Earthquakes are unpredictable and strike suddenly, without warning.
We have broken down what we know about earthquakes, including where they are most likely to occur and where they’ve caused havoc in the past.
What makes earthquakes a deadly natural disaster?
Earthquakes pose a huge risk to human life.
According to the World Health Organisation, they have caused nearly 750,000 deaths globally between 1998 to 2017.
The extent of the destruction and harm depends on several factors, including the magnitude, intensity and duration.
Where and when they happen will also make a big difference.
The risk management measures put in place and the design of buildings affected by earthquakes also makes a difference.
The deadliest earthquake-related event in recent times was the Boxing Day tsunami in 2004.
Just before 8am on December 26, 2004, a 9.1-magnitude earthquake struck off the coast of northern Sumatra.
The 10-minute quake is believed by scientists to be the third-biggest in history.
At least 230,000 people died or went missing during the disaster and hundreds of kilometres of coastline were washed away, with buildings stripped to the slab or smashed apart.
Expert Dr Caroline Eakin said in terms of deaths directly due to seismic shaking, there is a common pattern.
“Earthquakes don’t kill people, buildings do,” Eakin said.
The worst events are those which occur at shallow depth, close to large population centres, where buildings or structures have not been constructed to withstand seismic shaking.
“Landslides triggered by earthquakes in regions of steep and unstable topography can also be particularly devastating.”
Where are earthquakes most common in the world?
Earthquakes are the largest and most frequent at tectonic plate boundaries where two plates collide or slide past each other.
Some regions experience this natural disaster more frequently than others.
According to Geoscience Australia, earthquakes particularly occur around the margins of the Pacific Plate, which includes New Zealand, Vanuatu, the Solomon Islands, Papua New Guinea, Japan and the Americas.
Earthquakes also occur along the Indonesian islands arc, where the Indo-Australian plate collides with the Eurasian plate.
Why are they so destructive?
Earthquakes can be destructive for many reasons.
These include the design and construction of affected buildings, the type of ground (for example, whether it is hard rock or soft sediment), the possibility of generating a tsunami or a landslide, and the proximity to people or cities.
“In general though the largest magnitude earthquakes in the world represent one of the biggest possible energy releases from a single event,” Eakin said.
“For example, the largest magnitude-nine-plus earthquakes release more energy than the biggest volcanic eruptions (and) the largest nuclear bombs.

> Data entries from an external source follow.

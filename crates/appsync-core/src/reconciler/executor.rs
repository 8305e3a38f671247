// Copyright (C) 2025 SyncMyOrders Sp. z o.o.
// SPDX-License-Identifier: AGPL-3.0-or-later
//! Cluster-parallel executor.
//!
//! One task per app, one task per cluster inside it, resources of a cluster
//! processed serially in resource order. Cluster unreachability restarts the
//! cluster from its first resource once the cluster is reachable again.

use std::sync::Arc;
use std::time::Duration;

use tokio_util::sync::CancellationToken;
use tracing::{debug, info, warn};

use super::projection::{AppNode, AppTree, ClusterNode};
use crate::appcontext::AppContext;
use crate::client::ClusterClient;
use crate::config::ReconcilerSettings;
use crate::connector::{ClusterConnector, LogicalCloud};
use crate::error::{Error, Result};
use crate::tasks::TaskGroup;
use crate::types::{ClusterReadiness, OpType, ResourceStatus, RsyncEvent};

/// Synthetic app produced by the SFC controller.
pub const CHAIN_APP: &str = "network-chain-intents";

/// Everything one event needs while fanning out.
pub(crate) struct EventRun {
    /// AppContext whose resources are processed.
    pub ac: AppContext,
    /// AppContext receiving status writes and naming the deployment label.
    pub status_ac: AppContext,
    pub connector: Arc<dyn ClusterConnector>,
    pub settings: ReconcilerSettings,
    pub op: OpType,
    pub event: RsyncEvent,
    pub cloud: LogicalCloud,
}

enum ClusterPass {
    Done,
    Unreachable,
}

“However the largest magnitude earthquake ever recorded, an M9.5 in Chile in 1960, was not the most deadly due to other factors.”
Why do earthquakes occur?
Earthquakes release stress which builds up in the outermost layer of the earth.
When the stress builds up enough to overcome the level of friction along a faultline, the fault ruptures.
This causes relative displacement of the ground on either side of the fault, and the motion generates seismic waves.
“On a bigger picture scale, stress builds up in the crust because the tectonic plates are moving, and the tectonic plates move because the interior of the earth is convecting,” Eakin said.
Could Australia be struck by a powerful earthquake?
The largest recorded earthquake in Australia was in 1988 at Tennant Creek in the Northern Territory, with an estimated magnitude of 6.6.
It occurred in a sparsely populated area and resulted in damage to a major gas pipeline.
“Evidence from the geological record suggests a magnitude 7+ is theoretically possible, but extremely rare, perhaps only occurring every few thousands of years,” Eakin said.
“A moderate-sized earthquake beneath a major city in Australia is more probable within our lifetime, such as the magnitude 5.9 event that was felt in Melbourne in 2021.
“Such events are likely to cause at least some building damage, especially to the more vulnerable buildings.”
Eakin said for low-lying coastal populations, the biggest risk is potential tsunamis generated by large earthquakes elsewhere.
“Especially along the subduction zones and plate boundaries that surround the Australian continent,” she said.